At the time of its construction it was the largest single building project being undertaken in the country and was the last major public building project to be undertaken before the depression of 1893 halted almost all construction projects until the beginning of the 20th century. It remains to this day the largest single-design network of court buildings in Australia.

Architecture
The Supreme Court Building is a grand example of the classical Renaissance Revival style.

The building is constructed with two storeys of brick founded on Malmsbury bluestone footings. The façade itself is faced with Tasmanian freestone and features an elaborate double arcade of Ionic and Composite columns along the William Street boundary. All four facades feature plentiful use of blind arcades. A variety of treatments are applied to the window openings and aedicules, variously being round arched, broken pediments, or flat arched. Above the William Street entrance to the court is seated the bronze figure of Lady Justice which is about twice life size. It is an unusual representation of Justice as the figure is not blindfolded and the scales of justice are not held aloft, but rest on her knee.

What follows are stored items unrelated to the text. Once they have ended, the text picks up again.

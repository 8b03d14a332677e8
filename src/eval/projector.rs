//! Feature-set projection: which features a fold's model must not see.

use super::fold::TrainingKind;
use super::options::FeatureEvalMode;

/// Features to hide, on top of the dataset's own ignored features, when
/// training `kind` for feature set `set_idx`.
///
/// The result is sorted and deduplicated.
pub fn ignored_features(
    mode: FeatureEvalMode,
    kind: TrainingKind,
    set_idx: usize,
    sets: &[Vec<u32>],
) -> Vec<u32> {
    let tested = || sets.get(set_idx).cloned().unwrap_or_default();
    let mut ignored = match (mode, kind) {
        (FeatureEvalMode::OneVsAll, _) => Vec::new(),
        (FeatureEvalMode::OneVsNone, TrainingKind::Baseline) => sets.concat(),
        (FeatureEvalMode::OneVsNone, TrainingKind::Testing) => Vec::new(),
        (FeatureEvalMode::OneVsOthers, TrainingKind::Baseline) => tested(),
        (FeatureEvalMode::OneVsOthers, TrainingKind::Testing) => Vec::new(),
        (FeatureEvalMode::OthersVsAll, TrainingKind::Baseline) => Vec::new(),
        (FeatureEvalMode::OthersVsAll, TrainingKind::Testing) => tested(),
    };
    ignored.sort_unstable();
    ignored.dedup();
    ignored
}
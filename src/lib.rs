//! boosters-eval: checkpointable cross-validated feature evaluation for
//! gradient-boosted trees.
//!
//! Given a dataset, candidate feature sets and a trainer, the crate decides
//! whether each feature set changes model quality by a statistically
//! significant margin across many resampled folds. Long runs checkpoint after
//! every fold and resume from the last completed one.
//!
//! ```no_run
//! use boosters_eval::booster::{BoostingParams, StumpBooster};
//! use boosters_eval::data::Dataset;
//! use boosters_eval::eval::{FeatureEvalMode, FeatureEvalOptions, FeatureEvaluator, OutputOptions};
//! use boosters_eval::metrics::Metric;
//!
//! # fn run(dataset: Dataset) -> boosters_eval::Result<()> {
//! let options = FeatureEvalOptions::builder()
//!     .features_to_evaluate(vec![vec![0, 1], vec![5]])
//!     .mode(FeatureEvalMode::OneVsOthers)
//!     .fold_count(10)
//!     .build()?;
//! let output = OutputOptions {
//!     snapshot_path: Some("eval.snapshot".into()),
//!     ..Default::default()
//! };
//! let trainer = StumpBooster::new(BoostingParams::default());
//! let summary = FeatureEvaluator::new(trainer, vec![Metric::rmse(), Metric::mae()], options)
//!     .with_output(output)
//!     .evaluate(&dataset)?;
//! print!("{summary}");
//! # Ok(())
//! # }
//! ```

pub mod booster;
pub mod data;
pub mod error;
pub mod eval;
pub mod folds;
pub mod metrics;
pub mod stats;
pub mod utils;

pub use error::{ConfigError, EvalError, Result};
pub use eval::{evaluate_features, FeatureEvalMode, FeatureEvalOptions, FeatureEvaluationSummary, FeatureEvaluator};
pub use utils::{ExecutionContext, Parallelism};
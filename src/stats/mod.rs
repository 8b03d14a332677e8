//! Statistical tests used to compare baseline and tested fold results.

mod wx;

pub use wx::{wx_test, WxTestResult};
//! Common utilities used across the crate.
//!
//! This module provides the parallelism flag and the explicit execution
//! context (thread pool handle) passed to every component that does parallel
//! work.

use std::sync::Arc;

use rayon::prelude::*;

use crate::error::{EvalError, Result};

// =============================================================================
// Parallelism Configuration
// =============================================================================

/// Whether parallel execution is allowed.
///
/// This is a simple flag passed through components. When `Parallel`,
/// components may use `rayon` parallel iterators; when `Sequential` they
/// must iterate on the calling thread.
#[derive(Clone, Copy, Debug, PartialEq, Eq)]
pub enum Parallelism {
    Sequential,
    Parallel,
}

impl Parallelism {
    /// Returns `true` if parallel execution is allowed.
    #[inline]
    pub fn is_parallel(self) -> bool {
        matches!(self, Parallelism::Parallel)
    }

    #[inline]
    pub fn maybe_par_map<T, B, I, F>(self, iter: I, f: F) -> Vec<B>
    where
        T: Send,
        B: Send,
        I: IntoIterator<Item = T> + IntoParallelIterator<Item = T>,
        F: Fn(T) -> B + Sync + Send,
    {
        if self.is_parallel() {
            iter.into_par_iter().map(f).collect()
        } else {
            iter.into_iter().map(f).collect()
        }
    }

    /// Apply `f` to consecutive `chunk_size` blocks of `data`.
    ///
    /// `f` receives the offset of the chunk's first element.
    #[inline]
    pub fn maybe_par_chunks_mut<T, F>(self, data: &mut [T], chunk_size: usize, f: F)
    where
        T: Send,
        F: Fn(usize, &mut [T]) + Sync + Send,
    {
        let chunk_size = chunk_size.max(1);
        if self.is_parallel() {
            data.par_chunks_mut(chunk_size)
                .enumerate()
                .for_each(|(i, chunk)| f(i * chunk_size, chunk));
        } else {
            data.chunks_mut(chunk_size)
                .enumerate()
                .for_each(|(i, chunk)| f(i * chunk_size, chunk));
        }
    }
}

// =============================================================================
// Execution Context
// =============================================================================

/// Explicit handle to the worker pool used by an evaluation run.
///
/// Components never reach for the global rayon pool; they receive this
/// handle and run their parallel sections inside [`ExecutionContext::install`].
#[derive(Clone, Debug)]
pub struct ExecutionContext {
    pool: Arc<rayon::ThreadPool>,
    parallelism: Parallelism,
}

impl ExecutionContext {
    /// Build a context with its own pool.
    ///
    /// Thread count semantics:
    /// - `0` = auto (use all available cores)
    /// - `1` = sequential
    /// - `n > 1` = use exactly `n` threads
    pub fn new(n_threads: usize) -> Result<Self> {
        let pool = rayon::ThreadPoolBuilder::new()
            .num_threads(n_threads)
            .thread_name(|i| format!("boosters-eval-{i}"))
            .build()
            .map_err(|e| EvalError::Resource(format!("failed to create thread pool: {e}")))?;
        let parallelism = if n_threads == 1 || pool.current_num_threads() == 1 {
            Parallelism::Sequential
        } else {
            Parallelism::Parallel
        };
        Ok(Self {
            pool: Arc::new(pool),
            parallelism,
        })
    }

    /// Run `f` inside the context's pool.
    ///
    /// `f` logs to the caller's default `tracing` subscriber.
    pub fn install<T: Send>(&self, f: impl FnOnce(Parallelism) -> T + Send) -> T {
        let parallelism = self.parallelism;
        let dispatch = tracing::dispatcher::get_default(Clone::clone);
        self.pool
            .install(move || tracing::dispatcher::with_default(&dispatch, || f(parallelism)))
    }
}
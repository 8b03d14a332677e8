//! Regression metrics.

use ndarray::{ArrayView1, ArrayView2};

use super::{first_output, BestValue, MetricFn};

// =============================================================================
// RMSE (Root Mean Squared Error)
// =============================================================================

/// Root Mean Squared Error: sqrt(mean((approx - target)²))
#[derive(Debug, Clone, Copy, Default)]
pub struct Rmse;

impl MetricFn for Rmse {
    fn compute(&self, approx: ArrayView2<'_, f32>, targets: ArrayView1<'_, f32>) -> f64 {
        if targets.is_empty() {
            return 0.0;
        }
        let sum_sq: f64 = first_output(approx, targets)
            .map(|(a, t)| (a - t) * (a - t))
            .sum();
        (sum_sq / targets.len() as f64).sqrt()
    }

    fn best_value(&self) -> BestValue {
        BestValue::Min
    }

    fn name(&self) -> &str {
        "RMSE"
    }
}

// =============================================================================
// MAE (Mean Absolute Error)
// =============================================================================

/// Mean Absolute Error: mean(|approx - target|)
#[derive(Debug, Clone, Copy, Default)]
pub struct Mae;

impl MetricFn for Mae {
    fn compute(&self, approx: ArrayView2<'_, f32>, targets: ArrayView1<'_, f32>) -> f64 {
        if targets.is_empty() {
            return 0.0;
        }
        let sum_ae: f64 = first_output(approx, targets).map(|(a, t)| (a - t).abs()).sum();
        sum_ae / targets.len() as f64
    }

    fn best_value(&self) -> BestValue {
        BestValue::Min
    }

    fn name(&self) -> &str {
        "MAE"
    }
}

// =============================================================================
// R²
// =============================================================================

/// Coefficient of determination: 1 - SS_res / SS_tot.
///
/// Constant targets give 0.
#[derive(Debug, Clone, Copy, Default)]
pub struct R2;

impl MetricFn for R2 {
    fn compute(&self, approx: ArrayView2<'_, f32>, targets: ArrayView1<'_, f32>) -> f64 {
        if targets.is_empty() {
            return 0.0;
        }
        let mean = targets.iter().map(|&t| t as f64).sum::<f64>() / targets.len() as f64;
        let (ss_res, ss_tot) = first_output(approx, targets).fold((0.0, 0.0), |(res, tot), (a, t)| {
            (res + (t - a) * (t - a), tot + (t - mean) * (t - mean))
        });
        if ss_tot == 0.0 {
            return 0.0;
        }
        1.0 - ss_res / ss_tot
    }

    fn best_value(&self) -> BestValue {
        BestValue::Max
    }

    fn name(&self) -> &str {
        "R2"
    }
}
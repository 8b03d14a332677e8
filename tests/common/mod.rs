//! Shared fixtures for integration tests: synthetic datasets, instrumented
//! trainers and log capture.

#![allow(dead_code)]

use std::io;
use std::path::Path;
use std::sync::atomic::{AtomicU32, Ordering};
use std::sync::{Arc, Mutex};

use boosters_eval::booster::{BoostingParams, StumpBooster, Trainer, TrainingCallbacks};
use boosters_eval::data::{Dataset, DatasetView};
use boosters_eval::eval::FoldContext;
use boosters_eval::metrics::Metric;
use boosters_eval::{EvalError, Parallelism, Result};
use ndarray::{Array1, Array2};
use rand::{Rng, SeedableRng};
use rand_xoshiro::Xoshiro256PlusPlus;
use tracing_subscriber::fmt::MakeWriter;

// =============================================================================
// Datasets
// =============================================================================

/// Feature that drives most of the target.
pub const STRONG: u32 = 0;
/// Feature with a small effect on the target.
pub const WEAK: u32 = 1;
/// Pure noise.
pub const NOISE: u32 = 2;
/// Same value for every object.
pub const CONSTANT: u32 = 3;
pub const N_FEATURES: usize = 4;

/// `target = 4 · strong + weak + 0.05 · noise`, uniform features.
pub fn regression_dataset(n_objects: usize, seed: u64) -> Dataset {
    let mut rng = Xoshiro256PlusPlus::seed_from_u64(seed);
    let mut features = Array2::zeros((N_FEATURES, n_objects));
    let mut targets = Array1::zeros(n_objects);
    for i in 0..n_objects {
        let strong: f32 = rng.gen();
        let weak: f32 = rng.gen();
        let noise: f32 = rng.gen();
        features[[STRONG as usize, i]] = strong;
        features[[WEAK as usize, i]] = weak;
        features[[NOISE as usize, i]] = noise;
        features[[CONSTANT as usize, i]] = 1.0;
        targets[i] = 4.0 * strong + weak + 0.05 * noise;
    }
    Dataset::new(features, targets).expect("valid dataset")
}

/// [`regression_dataset`] with `n_groups` groups of `group_size` objects.
///
/// Group `g` has timestamp `g` when `with_timestamps` is set.
pub fn grouped_dataset(n_groups: usize, group_size: usize, with_timestamps: bool, seed: u64) -> Dataset {
    let n_objects = n_groups * group_size;
    let group_ids: Vec<u64> = (0..n_objects).map(|i| (i / group_size) as u64).collect();
    let dataset = regression_dataset(n_objects, seed)
        .with_group_ids(group_ids.clone())
        .expect("valid group ids");
    if with_timestamps {
        dataset.with_timestamps(group_ids).expect("valid timestamps")
    } else {
        dataset
    }
}

// =============================================================================
// Trainers
// =============================================================================

pub fn stump_trainer(n_iterations: u32) -> StumpBooster {
    StumpBooster::new(
        BoostingParams::builder()
            .n_iterations(n_iterations)
            .learning_rate(0.5)
            .build()
            .expect("valid params"),
    )
}

pub fn metrics() -> Vec<Metric> {
    vec![Metric::rmse(), Metric::mae()]
}

/// Counts training calls and optionally fails one of them, simulating a
/// process killed mid-run.
#[derive(Debug)]
pub struct CountingTrainer<T> {
    inner: T,
    calls: AtomicU32,
    fail_at: Option<u32>,
    /// `(fold_idx, nth)`: fail the `nth` training of that fold (1-based).
    fail_on_fold: Option<(u32, u32)>,
    fold_hits: AtomicU32,
}

impl<T> CountingTrainer<T> {
    pub fn new(inner: T) -> Self {
        Self {
            inner,
            calls: AtomicU32::new(0),
            fail_at: None,
            fail_on_fold: None,
            fold_hits: AtomicU32::new(0),
        }
    }

    /// Fail the `call`-th training (1-based).
    pub fn failing_at(inner: T, call: u32) -> Self {
        Self {
            fail_at: Some(call),
            ..Self::new(inner)
        }
    }

    /// Fail the `nth` training of absolute fold `fold_idx`. Unlike
    /// [`Self::failing_at`] this does not depend on the order in which
    /// concurrent folds start.
    pub fn failing_on_fold(inner: T, fold_idx: u32, nth: u32) -> Self {
        Self {
            fail_on_fold: Some((fold_idx, nth)),
            ..Self::new(inner)
        }
    }

    pub fn calls(&self) -> u32 {
        self.calls.load(Ordering::SeqCst)
    }
}

impl<T: Trainer> Trainer for CountingTrainer<T> {
    fn approx_dimension(&self) -> u32 {
        self.inner.approx_dimension()
    }

    fn iteration_count(&self) -> u32 {
        self.inner.iteration_count()
    }

    fn train<D: DatasetView>(
        &self,
        train_dir: Option<&Path>,
        metrics: &[Metric],
        fold: &mut FoldContext<D>,
        callbacks: &mut dyn TrainingCallbacks,
        parallelism: Parallelism,
    ) -> Result<()> {
        let call = self.calls.fetch_add(1, Ordering::SeqCst) + 1;
        if self.fail_at == Some(call) {
            return Err(EvalError::Internal(format!("training interrupted at call {call}")));
        }
        if let Some((fold_idx, nth)) = self.fail_on_fold {
            if fold.fold_idx == fold_idx && self.fold_hits.fetch_add(1, Ordering::SeqCst) + 1 == nth {
                return Err(EvalError::Internal(format!("training interrupted on fold {fold_idx}")));
            }
        }
        self.inner.train(train_dir, metrics, fold, callbacks, parallelism)
    }
}

// =============================================================================
// Log capture
// =============================================================================

/// In-memory writer for a `tracing_subscriber::fmt` subscriber.
#[derive(Debug, Clone, Default)]
pub struct LogBuffer(Arc<Mutex<Vec<u8>>>);

impl LogBuffer {
    pub fn contents(&self) -> String {
        String::from_utf8_lossy(&self.0.lock().expect("log buffer lock")).into_owned()
    }
}

impl io::Write for LogBuffer {
    fn write(&mut self, buf: &[u8]) -> io::Result<usize> {
        self.0.lock().expect("log buffer lock").extend_from_slice(buf);
        Ok(buf.len())
    }

    fn flush(&mut self) -> io::Result<()> {
        Ok(())
    }
}

impl<'a> MakeWriter<'a> for LogBuffer {
    type Writer = LogBuffer;

    fn make_writer(&'a self) -> Self::Writer {
        self.clone()
    }
}

/// Run `f` with a debug-level subscriber and return its output with the logs.
pub fn capture_logs<T>(f: impl FnOnce() -> T) -> (T, String) {
    let buffer = LogBuffer::default();
    let subscriber = tracing_subscriber::fmt()
        .with_writer(buffer.clone())
        .with_ansi(false)
        .with_max_level(tracing::Level::DEBUG)
        .finish();
    let result = tracing::subscriber::with_default(subscriber, f);
    (result, buffer.contents())
}
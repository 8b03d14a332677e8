//! Evaluation progress logging with verbosity levels.
//!
//! Messages go through `tracing`; installing a subscriber is left to the
//! application. Warnings are emitted regardless of verbosity.

use std::time::{Duration, Instant};

use serde::{Deserialize, Serialize};

/// Verbosity level of the evaluator's own output.
#[derive(Debug, Clone, Copy, PartialEq, Eq, PartialOrd, Ord, Default, Serialize, Deserialize)]
pub enum Verbosity {
    #[default]
    Silent,
    Warning,
    Info,
    Debug,
}

/// Logger for per-run, per-fold and per-iteration progress.
#[derive(Debug, Clone, Copy)]
pub struct EvalLogger {
    verbosity: Verbosity,
}

impl EvalLogger {
    pub fn new(verbosity: Verbosity) -> Self {
        Self { verbosity }
    }

    pub fn verbosity(&self) -> Verbosity {
        self.verbosity
    }

    fn enabled(&self, level: Verbosity) -> bool {
        self.verbosity >= level
    }

    /// Log the fold geometry chosen for the run.
    pub fn log_geometry(&self, fold_size: u32, disjoint_fold_count: u32, n_ranges: u32) {
        if self.enabled(Verbosity::Info) {
            tracing::info!(
                fold_size,
                disjoint_fold_count,
                n_ranges,
                "Evaluating {n_ranges} fold range(s) of {disjoint_fold_count} disjoint folds, fold size {fold_size}"
            );
        }
    }

    /// Log the features hidden on top of the dataset's own ignored features.
    pub fn log_projection(&self, set_idx: usize, kind: &str, ignored: &[u32]) {
        if !self.enabled(Verbosity::Info) {
            return;
        }
        if ignored.is_empty() {
            tracing::info!("Feature set {set_idx}, {kind}, no additional ignored features");
        } else {
            let joined = ignored
                .iter()
                .map(u32::to_string)
                .collect::<Vec<_>>()
                .join(":");
            tracing::info!("Feature set {set_idx}, {kind}, additional ignored features {joined}");
        }
    }

    pub fn log_fold_built(&self, fold_idx: u32, elapsed: Duration) {
        if self.enabled(Verbosity::Info) {
            tracing::info!(
                fold_idx,
                "Fold {fold_idx}: model built in {:.2} sec",
                elapsed.as_secs_f64()
            );
        }
    }

    pub fn log_skipped(&self, set_idx: usize, kind: &str, fold_idx: u32) {
        if self.enabled(Verbosity::Debug) {
            tracing::debug!("Feature set {set_idx}, {kind}, fold {fold_idx}: restored from snapshot");
        }
    }

    pub fn log_snapshot_saved(&self, path: &std::path::Path) {
        if self.enabled(Verbosity::Debug) {
            tracing::debug!(path = %path.display(), "Snapshot saved");
        }
    }

    /// Degenerate feature set warning. Always emitted.
    pub fn warn_degenerate_set(&self, set_idx: usize) {
        tracing::warn!(
            "Feature set {set_idx} consists of ignored or constant features; \
             eval feature assumes baseline data = testing data for this feature set"
        );
    }
}

/// Rate-limited "Train iteration i of n" messages.
#[derive(Debug)]
pub struct Heartbeat {
    period: Duration,
    last: Instant,
    enabled: bool,
}

impl Heartbeat {
    pub fn new(verbosity: Verbosity) -> Self {
        Self::with_period(verbosity, Duration::from_secs(1))
    }

    pub fn with_period(verbosity: Verbosity, period: Duration) -> Self {
        Self {
            period,
            last: Instant::now(),
            enabled: verbosity >= Verbosity::Info,
        }
    }

    /// Record iteration `iteration` of `total`; logs at most once per period.
    ///
    /// Returns whether a message was emitted.
    pub fn tick(&mut self, iteration: u32, total: u32) -> bool {
        if !self.enabled || self.last.elapsed() < self.period {
            return false;
        }
        tracing::info!("Train iteration {iteration} of {total}");
        self.last = Instant::now();
        true
    }

    /// Restart the period, e.g. when a new fold starts.
    pub fn reset(&mut self) {
        self.last = Instant::now();
    }
}
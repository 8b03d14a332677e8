//! Unit-level splitting primitives.
//!
//! All functions work on an [`ObjectsGrouping`] and return object indices.
//! Groups are never split: object-wise splits accumulate whole groups until
//! a block holds at least `fold_size` objects.

use rand::seq::SliceRandom;
use rand::SeedableRng;
use rand_xoshiro::Xoshiro256PlusPlus;

use crate::data::{ObjectsGrouping, SamplingUnit};
use crate::error::{ensure_config, ensure_internal, EvalError, Result};

/// Split groups into `fold_count` contiguous blocks of (nearly) equal group
/// count. Earlier blocks receive the remainder.
pub fn split_into_folds(grouping: &ObjectsGrouping, fold_count: u32) -> Result<Vec<Vec<u32>>> {
    ensure_config!(fold_count > 0, "Fold count must be positive integer");
    let n_groups = grouping.n_groups();
    ensure_config!(
        n_groups >= fold_count,
        "Cannot split {n_groups} groups into {fold_count} folds"
    );

    let base = n_groups / fold_count;
    let remainder = n_groups % fold_count;
    let mut blocks = Vec::with_capacity(fold_count as usize);
    let mut begin = 0u32;
    for fold in 0..fold_count {
        let size = base + u32::from(fold < remainder);
        let groups: Vec<u32> = (begin..begin + size).collect();
        blocks.push(grouping.expand_groups(&groups));
        begin += size;
    }
    Ok(blocks)
}

/// Blocks of whole groups holding at least `fold_size` objects each.
/// A trailing partial block is dropped.
pub fn split_by_objects(grouping: &ObjectsGrouping, fold_size: u32) -> Result<Vec<Vec<u32>>> {
    ensure_config!(fold_size > 0, "Fold size must be positive integer");
    let mut blocks = Vec::new();
    let mut current = Vec::new();
    for group in grouping.groups() {
        current.extend(group.objects());
        if current.len() as u32 >= fold_size {
            blocks.push(std::mem::take(&mut current));
        }
    }
    Ok(blocks)
}

/// Blocks of exactly `fold_size` groups. A trailing partial block is dropped.
pub fn split_by_groups(grouping: &ObjectsGrouping, fold_size: u32) -> Result<Vec<Vec<u32>>> {
    ensure_config!(fold_size > 0, "Fold size must be positive integer");
    let n_blocks = grouping.n_groups() / fold_size;
    let blocks = (0..n_blocks)
        .map(|block| {
            let groups: Vec<u32> = (block * fold_size..(block + 1) * fold_size).collect();
            grouping.expand_groups(&groups)
        })
        .collect();
    Ok(blocks)
}

/// Dispatch on the sampling unit.
pub fn split_by_units(
    grouping: &ObjectsGrouping,
    unit: SamplingUnit,
    fold_size: u32,
) -> Result<Vec<Vec<u32>>> {
    match unit {
        SamplingUnit::Object => split_by_objects(grouping, fold_size),
        SamplingUnit::Group => split_by_groups(grouping, fold_size),
    }
}

/// For each test subset, all objects not in it (in object order).
pub fn complement_subsets(test_subsets: &[Vec<u32>], n_objects: u32) -> Vec<Vec<u32>> {
    test_subsets
        .iter()
        .map(|test| {
            let mut in_test = vec![false; n_objects as usize];
            for &object in test {
                in_test[object as usize] = true;
            }
            (0..n_objects).filter(|&o| !in_test[o as usize]).collect()
        })
        .collect()
}

/// Number of blocks [`split_by_units`] forms over groups of `group_sizes`.
fn count_blocks(group_sizes: &[u32], unit: SamplingUnit, fold_size: u32) -> u32 {
    match unit {
        SamplingUnit::Group => group_sizes.len() as u32 / fold_size,
        SamplingUnit::Object => {
            let mut blocks = 0;
            let mut current = 0;
            for &size in group_sizes {
                current += size;
                if current >= fold_size {
                    blocks += 1;
                    current = 0;
                }
            }
            blocks
        }
    }
}

/// Largest fold size below `fold_size` that still forms `needed` blocks.
///
/// The block count never grows with the fold size, so a binary search over
/// `[1, fold_size)` finds it.
pub fn largest_workable_fold_size(
    group_sizes: &[u32],
    unit: SamplingUnit,
    fold_size: u32,
    needed: u32,
) -> Option<u32> {
    if fold_size <= 1 || count_blocks(group_sizes, unit, 1) < needed {
        return None;
    }
    let (mut lo, mut hi) = (1, fold_size - 1);
    while lo < hi {
        let mid = lo + (hi - lo + 1) / 2;
        if count_blocks(group_sizes, unit, mid) >= needed {
            lo = mid;
        } else {
            hi = mid - 1;
        }
    }
    Some(lo)
}

/// Fail unless `n_blocks` blocks cover `needed` folds.
///
/// Groups are never split, so group granularity can leave fewer blocks than
/// `n_units / fold_size`.
pub fn ensure_enough_blocks(
    group_sizes: &[u32],
    unit: SamplingUnit,
    fold_size: u32,
    n_blocks: usize,
    needed: u32,
) -> Result<()> {
    if n_blocks as u64 >= u64::from(needed) {
        return Ok(());
    }
    let advice = match largest_workable_fold_size(group_sizes, unit, fold_size, needed) {
        Some(size) => format!("Please decrease fold size to at most {size}"),
        None => "Please evaluate fewer folds or use a smaller offset".to_string(),
    };
    Err(EvalError::Resource(format!(
        "Dataset groups form only {n_blocks} folds of size {fold_size}, {needed} are required. {advice}"
    )))
}

/// Keep `count` subsets starting at `offset`.
pub fn take_window<T>(subsets: Vec<T>, offset: u32, count: u32) -> Result<Vec<T>> {
    ensure_internal!(
        (offset + count) as usize <= subsets.len(),
        "Dataset permutation logic failed: window [{offset}, {}) exceeds {} subsets",
        offset + count,
        subsets.len()
    );
    Ok(subsets
        .into_iter()
        .skip(offset as usize)
        .take(count as usize)
        .collect())
}

/// Timestamp at `quantile` over per-group representative timestamps
/// (the first timestamp of each group).
pub fn find_quantile_timestamp(
    grouping: &ObjectsGrouping,
    timestamps: &[u64],
    quantile: f64,
) -> Result<u64> {
    ensure_config!(
        (0.0..=1.0).contains(&quantile),
        "Time split quantile must be in [0, 1], got {quantile}"
    );
    ensure_internal!(
        timestamps.len() == grouping.n_objects() as usize,
        "{} timestamps for {} objects",
        timestamps.len(),
        grouping.n_objects()
    );
    let mut group_timestamps: Vec<u64> = grouping
        .groups()
        .map(|group| timestamps[group.begin as usize])
        .collect();
    ensure_config!(!group_timestamps.is_empty(), "Time split requires a non-empty dataset");
    group_timestamps.sort_unstable();
    let idx = ((group_timestamps.len() as f64 * quantile) as usize).min(group_timestamps.len() - 1);
    Ok(group_timestamps[idx])
}

/// Result of a time-ordered quantile split.
#[derive(Debug, Clone, PartialEq, Eq)]
pub struct QuantileSplit {
    /// Disjoint blocks of units at or before the quantile timestamp.
    pub train_blocks: Vec<Vec<u32>>,
    /// All objects of groups past the quantile timestamp.
    pub test: Vec<u32>,
}

/// Split units at or before `quantile_timestamp` into blocks of `fold_size`
/// units and put everything after it into one shared test subset.
pub fn quantile_split(
    grouping: &ObjectsGrouping,
    timestamps: &[u64],
    quantile_timestamp: u64,
    unit: SamplingUnit,
    fold_size: u32,
) -> Result<QuantileSplit> {
    ensure_config!(fold_size > 0, "Fold size must be positive integer");
    let mut early_groups = Vec::new();
    let mut late_groups = Vec::new();
    for (idx, group) in grouping.groups().enumerate() {
        if timestamps[group.begin as usize] <= quantile_timestamp {
            early_groups.push(idx as u32);
        } else {
            late_groups.push(idx as u32);
        }
    }

    let mut train_blocks = Vec::new();
    match unit {
        SamplingUnit::Object => {
            let mut current = Vec::new();
            for &idx in &early_groups {
                current.extend(grouping.group(idx).objects());
                if current.len() as u32 >= fold_size {
                    train_blocks.push(std::mem::take(&mut current));
                }
            }
        }
        SamplingUnit::Group => {
            for chunk in early_groups.chunks(fold_size as usize) {
                if chunk.len() as u32 == fold_size {
                    train_blocks.push(grouping.expand_groups(chunk));
                }
            }
        }
    }

    let test = grouping.expand_groups(&late_groups);
    ensure_config!(
        !test.is_empty(),
        "Time split left no objects after timestamp {quantile_timestamp}; decrease the time split quantile"
    );
    Ok(QuantileSplit { train_blocks, test })
}

/// Object permutation that shuffles whole groups (Fisher-Yates over groups).
pub fn shuffled_objects(grouping: &ObjectsGrouping, seed: u64) -> Vec<u32> {
    let mut rng = Xoshiro256PlusPlus::seed_from_u64(seed);
    let mut groups: Vec<u32> = (0..grouping.n_groups()).collect();
    groups.shuffle(&mut rng);
    grouping.expand_groups(&groups)
}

The building itself is a perfect square enclosing a circular courtyard with each street facade measuring 85 metres. A covered carriageway leads from Lonsdale Street to the central courtyard, in which sits the Supreme Court Library. The design of the library is appropriate to the Renaissance Palazzo style with its three floors forming a rusticated base, piano nobile, and attic storey. Of the eight court rooms, one court occupies each of the four corners of the square, with the remaining four courts occupying the lateral north and south wings. The remaining areas are occupied by administrative offices and Judges' Chambers. The interior of the building features elaborate moulded plasterwork on the walls and ceilings, as well as robust detailing of the benches, Judges' canopies, and cedar panelling.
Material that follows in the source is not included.